A recent Nature study showed Ebola reactivation in a previously infected patient:
The 2021 lineage shows considerably lower divergence than would be expected during sustained human-to-human transmission, which suggests a persistent infection with reduced replication or a period of latency.
The most recent viral genome shared 10 substitutions that evolved during the previous epidemic making it unlikely that there was a new animal spillover event. I always wondered how second & third wave of COVID-19 started in Germany. Was it really a new spread or just a reactivation? A Frontiers review concluded from the existing literature that
our study, consisting more than a total of 113,715 patients, indicates that the RP-SARS-CoV-2 scenario occurs plausibly due to reactivation, reinfection, viral shedding, or testing errors.

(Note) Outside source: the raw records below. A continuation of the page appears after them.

//! End-to-end batch behavior with process runner doubles.

mod common;

use std::sync::Arc;
use std::time::Duration;

use common::{
    test_config, CancellingRunner, FailingRunner, PanickingRunner, PartialWriteRunner,
    SelectiveRunner, SuccessRunner, TestHarness,
};
use fileconv::report::EntryState;
use fileconv::{
    BatchConfig, BatchError, BatchId, BatchOrchestrator, BatchProgressEvent, BroadcastProgress,
    CapabilityDescriptor, ConflictPolicy, ConversionError, ConversionOptions, ConverterRegistry,
    OutputFormat, SourceCategory, TaskStatus,
};

fn statuses(report: &fileconv::ResultReport) -> Vec<Option<TaskStatus>> {
    report.entries.iter().map(|e| e.status()).collect()
}

#[tokio::test]
async fn test_report_has_one_entry_per_task_in_submission_order() {
    let harness = TestHarness::new();
    let runner = Arc::new(SuccessRunner::new());
    let orchestrator = harness.orchestrator(runner.clone());

    let tasks = vec![
        harness.task("scan.png", OutputFormat::Jpeg),
        harness.task("talk.mp4", OutputFormat::Webm),
        harness.task("notes.docx", OutputFormat::Pdf),
        harness.task("song.wav", OutputFormat::Mp3),
        harness.task("logo.gif", OutputFormat::Png),
    ];
    let ids: Vec<_> = tasks.iter().map(|t| t.id().clone()).collect();

    let report = orchestrator.submit(tasks, 3).unwrap().wait().await;

    assert!(report.finished);
    assert_eq!(report.entries.len(), 5);
    let reported: Vec<_> = report.entries.iter().map(|e| e.task_id.clone()).collect();
    assert_eq!(reported, ids);
    assert_eq!(report.counts.succeeded, 5);
    assert_eq!(report.counts.total, 5);
    assert_eq!(runner.calls(), 5);
}

#[tokio::test]
async fn test_round_trip_writes_output_next_to_requested_directory() {
    let harness = TestHarness::new();
    let orchestrator = harness.orchestrator(Arc::new(SuccessRunner::new()));

    let task = harness.task("a.png", OutputFormat::Jpeg);
    let report = orchestrator.submit(vec![task], 1).unwrap().wait().await;

    let outcome = report.entries[0].outcome.clone().unwrap();
    let expected = harness.output_dir.join("a.jpeg");
    assert_eq!(outcome.status, TaskStatus::Succeeded);
    assert_eq!(outcome.output_path.as_deref(), Some(expected.as_path()));
    assert!(expected.exists());
    assert_eq!(outcome.attempts, 1);
}

#[tokio::test]
async fn test_document_output_is_moved_out_of_staging() {
    let harness = TestHarness::new();
    let orchestrator = harness.orchestrator(Arc::new(SuccessRunner::new()));

    let task = harness.task("report.docx", OutputFormat::Pdf);
    let report = orchestrator.submit(vec![task], 1).unwrap().wait().await;

    assert_eq!(report.counts.succeeded, 1);
    assert!(harness.output_dir.join("report.pdf").exists());

    let leftovers: Vec<_> = std::fs::read_dir(&harness.output_dir)
        .unwrap()
        .filter_map(|e| e.ok())
        .filter(|e| e.file_name().to_string_lossy().starts_with(".fileconv-"))
        .collect();
    assert!(leftovers.is_empty(), "staging directory was not removed");
}

#[tokio::test]
async fn test_unsupported_conversion_never_launches_a_tool() {
    let harness = TestHarness::new();
    let runner = Arc::new(SuccessRunner::new());
    let registry = ConverterRegistry::from_descriptors([CapabilityDescriptor::new(
        SourceCategory::Image,
        OutputFormat::Png,
    )]);
    let orchestrator = BatchOrchestrator::new(Arc::new(registry), runner.clone(), test_config());

    let task = harness.task("song.wav", OutputFormat::Mp3);
    let report = orchestrator.submit(vec![task], 2).unwrap().wait().await;

    let outcome = report.entries[0].outcome.clone().unwrap();
    assert_eq!(outcome.status, TaskStatus::Failed);
    assert!(matches!(
        outcome.error,
        Some(ConversionError::UnsupportedConversion {
            category: SourceCategory::Audio,
            format: OutputFormat::Mp3,
        })
    ));
    assert_eq!(runner.calls(), 0);
}

#[tokio::test]
async fn test_invalid_options_fail_before_launch() {
    let harness = TestHarness::new();
    let runner = Arc::new(SuccessRunner::new());
    let orchestrator = harness.orchestrator(runner.clone());

    let task = harness
        .task("photo.png", OutputFormat::Webp)
        .with_options(ConversionOptions::new().with("fps", "30"));
    let report = orchestrator.submit(vec![task], 1).unwrap().wait().await;

    let outcome = report.entries[0].outcome.clone().unwrap();
    assert!(matches!(
        outcome.error,
        Some(ConversionError::InvalidOptions { ref key, .. }) if key == "fps"
    ));
    assert_eq!(runner.calls(), 0);
}

#[tokio::test]
async fn test_failing_task_does_not_affect_the_others() {
    let control_harness = TestHarness::new();
    let control = control_harness
        .orchestrator(Arc::new(SuccessRunner::new()))
        .submit(
            vec![
                control_harness.task("first.png", OutputFormat::Jpeg),
                control_harness.task("third.png", OutputFormat::Jpeg),
            ],
            2,
        )
        .unwrap()
        .wait()
        .await;

    let harness = TestHarness::new();
    let orchestrator = harness.orchestrator(Arc::new(SelectiveRunner::failing_on("broken")));
    let report = orchestrator
        .submit(
            vec![
                harness.task("first.png", OutputFormat::Jpeg),
                harness.task("broken.png", OutputFormat::Jpeg),
                harness.task("third.png", OutputFormat::Jpeg),
            ],
            2,
        )
        .unwrap()
        .wait()
        .await;

    let failed = report.entries[1].outcome.clone().unwrap();
    assert_eq!(failed.status, TaskStatus::Failed);
    match failed.error {
        Some(ConversionError::ExternalToolFailure {
            exit_code,
            diagnostics,
            ..
        }) => {
            assert_eq!(exit_code, Some(1));
            assert!(diagnostics.contains("unsupported pixel format"));
        }
        other => panic!("unexpected error: {:?}", other),
    }

    assert_eq!(report.entries[0].status(), control.entries[0].status());
    assert_eq!(report.entries[2].status(), control.entries[1].status());
    assert!(harness.output_dir.join("first.jpeg").exists());
    assert!(harness.output_dir.join("third.jpeg").exists());
    assert!(!harness.output_dir.join("broken.jpeg").exists());
}

#[tokio::test]
async fn test_cancel_leaves_remaining_tasks_cancelled() {
    let harness = TestHarness::new();
    let runner = Arc::new(CancellingRunner::new(2));
    let orchestrator = harness.orchestrator(runner.clone());

    let tasks: Vec<_> = (0..6)
        .map(|i| harness.task(&format!("img{}.png", i), OutputFormat::Jpeg))
        .collect();
    let handle = orchestrator.submit(tasks, 1).unwrap();
    runner.attach(handle.clone());

    let report = handle.wait().await;

    assert!(report.cancel_requested);
    assert_eq!(
        statuses(&report),
        vec![
            Some(TaskStatus::Succeeded),
            Some(TaskStatus::Succeeded),
            Some(TaskStatus::Cancelled),
            Some(TaskStatus::Cancelled),
            Some(TaskStatus::Cancelled),
            Some(TaskStatus::Cancelled),
        ]
    );
    assert_eq!(runner.calls(), 2);
    assert_eq!(report.counts.finished(), 6);
}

So far, there are 240 documented COVID-19 cases of reinfection reported worldwide according to the reinfection tracker. In the case of Ebola there is a known viral persistence in semen while transmission through milk and cervicovaginal fluid is also possible (similar for COVID-19 although neuronal persistence seems to be more relevant). Maybe we need more immunological studies particular in long COVID if there is a continuous or intermittent antigenic stimulation due to persistence of an antigenic reservoir.
The fourth wave in Germany is caused by the delta variant, reactivation of alpha is certainly not a major factor. So we will only know in the next few years if reactivation is responsible for small regional outbreaks in unvaccinated communities.